(Saved entries)
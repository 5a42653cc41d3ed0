use crate::db::models::StoredClip;
use crate::db::schema::SQLITE_INIT;
use crate::error::CompyleError;
use crate::types::clip::Clip;
use backon::{ConstantBuilder, Retryable};
use chrono::{DateTime, SecondsFormat, Utc};
use sqlx::sqlite::{SqliteConnectOptions, SqlitePoolOptions, SqliteRow};
use sqlx::{Pool, Row, Sqlite};
use std::str::FromStr;
use std::time::Duration;
use tracing::{debug, info, warn};

pub type SqlitePool = Pool<Sqlite>;

const CLIPS_TABLE: &str = "clips";
const CONNECT_ATTEMPTS: usize = 30;
const CONNECT_DELAY: Duration = Duration::from_secs(2);

#[derive(Clone)]
pub struct ClipStorage {
    pool: SqlitePool,
}

impl ClipStorage {
    pub fn new(pool: SqlitePool) -> Self {
        Self { pool }
    }

    /// Open `database_url`, retrying while the database is unreachable, and
    /// create the schema.
    pub async fn connect(database_url: &str) -> Result<Self, CompyleError> {
        let options = SqliteConnectOptions::from_str(database_url)?.create_if_missing(true);
        // Every connection to an in-memory database sees its own database.
        let max_connections = if database_url.contains(":memory:") { 1 } else { 5 };

        let pool = (|| async {
            SqlitePoolOptions::new()
                .max_connections(max_connections)
                .connect_with(options.clone())
                .await
        })
        .retry(
            ConstantBuilder::default()
                .with_delay(CONNECT_DELAY)
                .with_max_times(CONNECT_ATTEMPTS),
        )
        .notify(|err: &sqlx::Error, dur: Duration| {
            warn!("Database connection failed: {}, retrying in {:?}", err, dur);
        })
        .await?;
        info!(database_url = %database_url, "Database connected");

        let storage = Self::new(pool);
        storage.init_schema().await?;
        Ok(storage)
    }

    pub fn pool(&self) -> &SqlitePool {
        &self.pool
    }

    /// Initialize the schema by executing the bundled DDL.
    pub async fn init_schema(&self) -> Result<(), CompyleError> {
        // sqlx::query runs a single statement
        for stmt in SQLITE_INIT.split(';') {
            let s = stmt.trim();
            if s.is_empty() {
                continue;
            }
            sqlx::query(s).execute(&self.pool).await?;
        }
        Ok(())
    }

    /// Insert a new version of `clip`. Returns the row id.
    pub async fn insert_clip(&self, clip: &Clip) -> Result<i64, CompyleError> {
        debug!(table = CLIPS_TABLE, clip = %clip.id, "inserting clip");
        let now = timestamp(Utc::now());
        let result = sqlx::query(
            r#"
            INSERT INTO clips (
                clip_id, broadcaster_name, view_count, created_at, payload,
                inserted_at, updated_at
            ) VALUES (?, ?, ?, ?, ?, ?, ?)
            "#,
        )
        .bind(&clip.id)
        .bind(&clip.broadcaster_name)
        .bind(view_count(clip))
        .bind(timestamp(clip.created_at))
        .bind(serde_json::to_string(clip)?)
        .bind(&now)
        .bind(&now)
        .execute(&self.pool)
        .await?;
        let row_id = result.last_insert_rowid();
        debug!(table = CLIPS_TABLE, clip = %clip.id, row_id, "clip inserted");
        Ok(row_id)
    }

    /// Batch insert using a single transaction. Returns ids in the same order.
    pub async fn insert_clips(&self, clips: &[Clip]) -> Result<Vec<i64>, CompyleError> {
        debug!(table = CLIPS_TABLE, count = clips.len(), "inserting clips");
        let now = timestamp(Utc::now());
        let mut tx = self.pool.begin().await?;
        let mut ids = Vec::with_capacity(clips.len());

        for clip in clips {
            let result = sqlx::query(
                r#"
                INSERT INTO clips (
                    clip_id, broadcaster_name, view_count, created_at, payload,
                    inserted_at, updated_at
                ) VALUES (?, ?, ?, ?, ?, ?, ?)
                "#,
            )
            .bind(&clip.id)
            .bind(&clip.broadcaster_name)
            .bind(view_count(clip))
            .bind(timestamp(clip.created_at))
            .bind(serde_json::to_string(clip)?)
            .bind(&now)
            .bind(&now)
            .execute(&mut *tx)
            .await?;
            ids.push(result.last_insert_rowid());
        }

        tx.commit().await?;
        debug!(table = CLIPS_TABLE, count = ids.len(), "clips inserted");
        Ok(ids)
    }

    /// Replace the stored version `row_id`, keeping its insertion date.
    /// Returns whether the row existed.
    pub async fn update_clip(&self, row_id: i64, clip: &Clip) -> Result<bool, CompyleError> {
        debug!(table = CLIPS_TABLE, row_id, "updating clip");
        let result = sqlx::query(
            r#"UPDATE clips SET
                clip_id = ?,
                broadcaster_name = ?,
                view_count = ?,
                created_at = ?,
                payload = ?,
                updated_at = ?
              WHERE row_id = ?"#,
        )
        .bind(&clip.id)
        .bind(&clip.broadcaster_name)
        .bind(view_count(clip))
        .bind(timestamp(clip.created_at))
        .bind(serde_json::to_string(clip)?)
        .bind(timestamp(Utc::now()))
        .bind(row_id)
        .execute(&self.pool)
        .await?;
        Ok(result.rows_affected() > 0)
    }

    pub async fn delete_clip(&self, row_id: i64) -> Result<bool, CompyleError> {
        debug!(table = CLIPS_TABLE, row_id, "deleting clip");
        let result = sqlx::query("DELETE FROM clips WHERE row_id = ?")
            .bind(row_id)
            .execute(&self.pool)
            .await?;
        Ok(result.rows_affected() > 0)
    }

    pub async fn get_clip(&self, row_id: i64) -> Result<Option<StoredClip>, CompyleError> {
        let row = sqlx::query(
            r#"SELECT row_id, payload, inserted_at, updated_at
               FROM clips WHERE row_id = ?"#,
        )
        .bind(row_id)
        .fetch_optional(&self.pool)
        .await?;
        row.map(Self::row_to_model).transpose()
    }

    /// The most viewed stored version of every clip, by view count then
    /// creation date, descending. `None` returns every clip.
    pub async fn list_latest_clips(
        &self,
        limit: Option<usize>,
    ) -> Result<Vec<StoredClip>, CompyleError> {
        // SQLite treats a negative LIMIT as no limit
        let limit = limit
            .and_then(|l| i64::try_from(l).ok())
            .unwrap_or(-1);
        let rows = sqlx::query(
            r#"SELECT c.row_id, c.payload, c.inserted_at, c.updated_at
               FROM clips c
               WHERE c.row_id = (
                   SELECT v.row_id FROM clips v
                   WHERE v.clip_id = c.clip_id
                   ORDER BY v.view_count DESC, v.updated_at DESC, v.row_id DESC
                   LIMIT 1
               )
               ORDER BY c.view_count DESC, c.created_at DESC
               LIMIT ?"#,
        )
        .bind(limit)
        .fetch_all(&self.pool)
        .await?;
        debug!(table = CLIPS_TABLE, count = rows.len(), "latest clips loaded");
        rows.into_iter().map(Self::row_to_model).collect()
    }

    fn row_to_model(row: SqliteRow) -> Result<StoredClip, CompyleError> {
        let row_id: i64 = row.try_get("row_id")?;
        let payload: String = row.try_get("payload")?;
        let inserted_at: String = row.try_get("inserted_at")?;
        let updated_at: String = row.try_get("updated_at")?;

        Ok(StoredClip {
            row_id,
            clip: serde_json::from_str(&payload)?,
            inserted_at: parse_timestamp(&inserted_at)?,
            updated_at: parse_timestamp(&updated_at)?,
        })
    }
}

fn timestamp(at: DateTime<Utc>) -> String {
    at.to_rfc3339_opts(SecondsFormat::Micros, true)
}

fn parse_timestamp(value: &str) -> Result<DateTime<Utc>, CompyleError> {
    Ok(DateTime::parse_from_rfc3339(value)
        .map_err(|e| sqlx::Error::Decode(Box::new(e)))?
        .with_timezone(&Utc))
}

fn view_count(clip: &Clip) -> i64 {
    i64::try_from(clip.view_count).unwrap_or(i64::MAX)
}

**INSTRUCTIONS FOR THE TASK:** Repeat, exactly as they stand, the line that contains "fn timestamp(at: DateTime<Utc>)" and all the lines after it in the data above.

**SOLUTION FOR THIS PROBLEM:**
fn timestamp(at: DateTime<Utc>) -> String {
    at.to_rfc3339_opts(SecondsFormat::Micros, true)
}

fn parse_timestamp(value: &str) -> Result<DateTime<Utc>, CompyleError> {
    Ok(DateTime::parse_from_rfc3339(value)
        .map_err(|e| sqlx::Error::Decode(Box::new(e)))?
        .with_timezone(&Utc))
}

fn view_count(clip: &Clip) -> i64 {
    i64::try_from(clip.view_count).unwrap_or(i64::MAX)
}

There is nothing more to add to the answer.